My last post is the first childhood experience I have shared so graphically. It is probably one of the more frightening of times, but not the most violent. My post originated from one of those statements that are simplistic but with significant impact…
“At the heart of BPD acting out, is core shame – the leftovers from a childhood fraught with neglect, confusing messages and abuse, which left them doubting their lovability and true worth”.
In the process of working on that post, I realised that my BPD – in particular ‘Splitting’ – is one of the fundamental difficulties standing in the way of maintaining any relationship with my parents.
Someone with BPD does not have the ability to hold opposing thoughts. Positive and negative attributes do not join in a consistent set of beliefs. Apparently, a BPD ‘splitting’ may view one family member as all ‘good’ and another as always ‘bad’. It is difficult to recognise that ‘good people’ sometimes make mistakes.
In addition to a very warped view of others, an individual with BPD can also split themselves ‘black or white’. Any criticism, no matter how true and constructive, can bring about an extreme change of view from ‘good’ to ‘bad’. Trivial shortcomings can make a BPD believe they have no right to live, that they are a “waste of space”. Shameful self-reproach can even make them want to die.
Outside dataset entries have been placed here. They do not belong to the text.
fn core_error_code(error: &CoreError) -> ErrorCode {
    match error {
        CoreError::JailNotFound(_) => ErrorCode::JailNotFound,
        CoreError::InvalidDuration => ErrorCode::InvalidDuration,
    }
}

/// Everything the coordination loop mutates
struct State {
    jails: JailRegistry,
    prisoners: PrisonerRegistry,
    settings: Settings,
}

/// Sweep and autosave timers for the current sentence policy
struct Timers {
    policy: SentencePolicy,
    sweep: Interval,
    autosave: Option<Interval>,
}

impl Timers {
    fn new(policy: &SentencePolicy) -> Self {
        let start = |period: Duration| {
            let mut timer = interval_at(Instant::now() + period, period);
            timer.set_missed_tick_behavior(MissedTickBehavior::Delay);
            timer
        };

        Self {
            policy: policy.clone(),
            sweep: start(policy.sweep_interval),
            autosave: policy.autosave_interval.map(start),
        }
    }

    /// Restart the timers if the intervals changed
    fn refresh(&mut self, policy: &SentencePolicy) {
        if *policy != self.policy {
            debug!(?policy, "Sentence timers restarted");
            *self = Self::new(policy);
        }
    }
}

/// Wait for the next tick of an optional timer; never resolves when disabled
async fn next_tick(timer: &mut Option<Interval>) {
    match timer {
        Some(timer) => {
            timer.tick().await;
        }
        None => std::future::pending().await,
    }
}

/// What the coordination loop, command handlers and spawned replies share
#[derive(Clone)]
struct Shared {
    state: Arc<Mutex<State>>,
    players: Arc<PlayerTable>,
    events: EventHub,
    publisher: Publisher,
    config_path: PathBuf,
    reloaded: mpsc::UnboundedSender<()>,
}

/// A command's answer: ready now, or waiting on storage off the loop
enum Reply {
    Ready(Response),
    Deferred(Pin<Box<dyn Future<Output = Response> + Send>>),
}

/// Main service state
struct Service {
    shared: Shared,
    ipc: Arc<IpcServer>,
    requests: mpsc::UnboundedReceiver<Inbound>,
    gateway: StorageGateway,
    group_sync: mpsc::UnboundedReceiver<GroupSync>,
    reloaded: mpsc::UnboundedReceiver<()>,
}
This newfound knowledge is quite confusing. I am not making excuses for abusive behaviour. However, as a small part of this therapeutic process – trying to come to terms with childhood and develop a relationship with my (elderly) parents – I feel it is important to give permission to remember the better times. Peace can never come from only recounting all the bad, but I do hope it can grow from a more balanced point of view.
Can a person with BPD achieve a more balanced opinion when there is so much hurt and anger at the forefront of their thinking?
Contributing to a complex situation is the realisation that Mother is definitely (undiagnosed) BPD. She is what I call a “BPD unleashed” – someone who has no awareness or admonishment for unacceptable behaviour. If there was ever a term that suits Mum it is, “walking on egg shells”.
At one time, all my splitting black was for Father. It was during Group Therapy, many years ago, when someone pointed out that his behaviour was probably a stressful response to my Mother’s OTT drama about any misdemeanours. Suddenly my ‘Splitting’ shifted from Dad to Mum and that is where it stays.
I can only hope in the coming weeks and months, through blogging and therapy, I will be able to demonstrate that change of BPD behaviour and thinking IS possible. I want to put hand on heart and say, “I truly rise above it”.